Exercise details:
What is needed is the run of lines from the one with "for IMDS endpoints" through the close of the data, set down exactly.

====

//
// Copyright (c) 2024, 2025 Oracle and/or its affiliates. All rights reserved.
//
// Licensed under the Universal Permissive License v 1.0 as shown at
//  https://oss.oracle.com/licenses/upl/
//
//! Thin typed HTTP client (C5) used by the instance-principal and
//! OKE-workload-identity providers to talk to IMDS, the X.509 federation
//! endpoint, and the Kubernetes token endpoint. Built once per provider with
//! an immutable trust/timeout policy; every call is one-shot.
use reqwest::{Certificate, Client, ClientBuilder};
use std::time::Duration;

use crate::error::{ap_error, NoSQLError};

/// A non-2xx HTTP response, translated from the raw status/body.
#[derive(Debug, Clone)]
pub(crate) struct ServiceResponseException {
    pub(crate) status_code: u16,
    pub(crate) body: String,
}

impl std::fmt::Display for ServiceResponseException {
    fn fmt(&self, f: &mut std::fmt::Formatter<'_>) -> std::fmt::Result {
        write!(
            f,
            "service responded with status {}: {}",
            self.status_code, self.body
        )
    }
}

impl std::error::Error for ServiceResponseException {}

/// Constructs a `reqwest::Client` bound to this auth client's trust/timeout
/// policy. `extra_trust_root_pem` adds a PEM-encoded CA to the default trust
/// store; `danger_disable_hostname_verification` is used only for the OKE
/// Kubernetes API server, whose certificate commonly has no SAN matching the
/// pod's view of the host.
pub(crate) fn build_client(
    request_timeout: Duration,
    extra_trust_root_pem: Option<&[u8]>,
    danger_disable_hostname_verification: bool,
) -> Result<Client, NoSQLError> {
    let mut builder = ClientBuilder::new()
        .timeout(request_timeout)
        .use_rustls_tls();
    if let Some(pem) = extra_trust_root_pem {
        let cert = Certificate::from_pem(pem)
            .map_err(|e| ap_error!("invalid trust root certificate: {}", e))?;
        builder = builder.add_root_certificate(cert);
    }
    if danger_disable_hostname_verification {
        builder = builder.danger_accept_invalid_hostnames(true);
    }
    builder
        .build()
        .map_err(|e| ap_error!("failed to construct auth HTTP client: {}", e))
}

/// Executes `request`, translating non-2xx responses into a
/// `ServiceResponseException` and network failures into an `AuthProviderError`.
pub(crate) async fn execute_json(
    client: &Client,
    request: reqwest::RequestBuilder,
) -> Result<serde_json::Value, NoSQLError> {
    let resp = request
        .send()
        .await
        .map_err(|e| ap_error!("auth HTTP call failed: {}", e))?;
    let status = resp.status();
    let opc_request_id = resp
        .headers()
        .get("opc-request-id")
        .and_then(|v| v.to_str().ok())
        .map(str::to_string);
    let body = resp
        .text()
        .await
        .map_err(|e| ap_error!("failed to read auth HTTP response body: {}", e))?;
    if !status.is_success() {
        let suffix = opc_request_id
            .map(|id| format!(" (opc-request-id={})", id))
            .unwrap_or_default();
        return Err(ap_error!(
            "{}{}",
            ServiceResponseException {
                status_code: status.as_u16(),
                body,
            },
            suffix
        ));
    }
    serde_json::from_str(&body).map_err(|e| ap_error!("malformed JSON auth response: {}", e))
}

/// Executes `request` and returns the raw response body text, translating
/// non-2xx responses the same way as `execute_json`. Used for IMDS endpoints
/// that return plain text (`instance/region`, `identity/cert.pem`, ...).
pub(crate) async fn execute_text(
    client: &Client,
    request: reqwest::RequestBuilder,
) -> Result<(u16, String), NoSQLError> {
    let resp = request
        .send()
        .await
        .map_err(|e| ap_error!("auth HTTP call failed: {}", e))?;
    let status = resp.status().as_u16();
    let body = resp
        .text()
        .await
        .map_err(|e| ap_error!("failed to read auth HTTP response body: {}", e))?;
    let _ = client;
    Ok((status, body))
}

#[cfg(test)]
mod test {
    use super::*;

    #[test]
    fn test_build_client_defaults() {
        let client = build_client(Duration::from_secs(120), None, false);
        assert!(client.is_ok());
    }

    #[test]
    fn test_service_response_exception_display() {
        let e = ServiceResponseException {
            status_code: 404,
            body: "not found".to_string(),
        };
        assert_eq!(e.to_string(), "service responded with status 404: not found");
    }
}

====

Response:
/// non-2xx responses the same way as `execute_json`. Used for IMDS endpoints
/// that return plain text (`instance/region`, `identity/cert.pem`, ...).
pub(crate) async fn execute_text(
    client: &Client,
    request: reqwest::RequestBuilder,
) -> Result<(u16, String), NoSQLError> {
    let resp = request
        .send()
        .await
        .map_err(|e| ap_error!("auth HTTP call failed: {}", e))?;
    let status = resp.status().as_u16();
    let body = resp
        .text()
        .await
        .map_err(|e| ap_error!("failed to read auth HTTP response body: {}", e))?;
    let _ = client;
    Ok((status, body))
}

#[cfg(test)]
mod test {
    use super::*;

    #[test]
    fn test_build_client_defaults() {
        let client = build_client(Duration::from_secs(120), None, false);
        assert!(client.is_ok());
    }

    #[test]
    fn test_service_response_exception_display() {
        let e = ServiceResponseException {
            status_code: 404,
            body: "not found".to_string(),
        };
        assert_eq!(e.to_string(), "service responded with status 404: not found");
    }
}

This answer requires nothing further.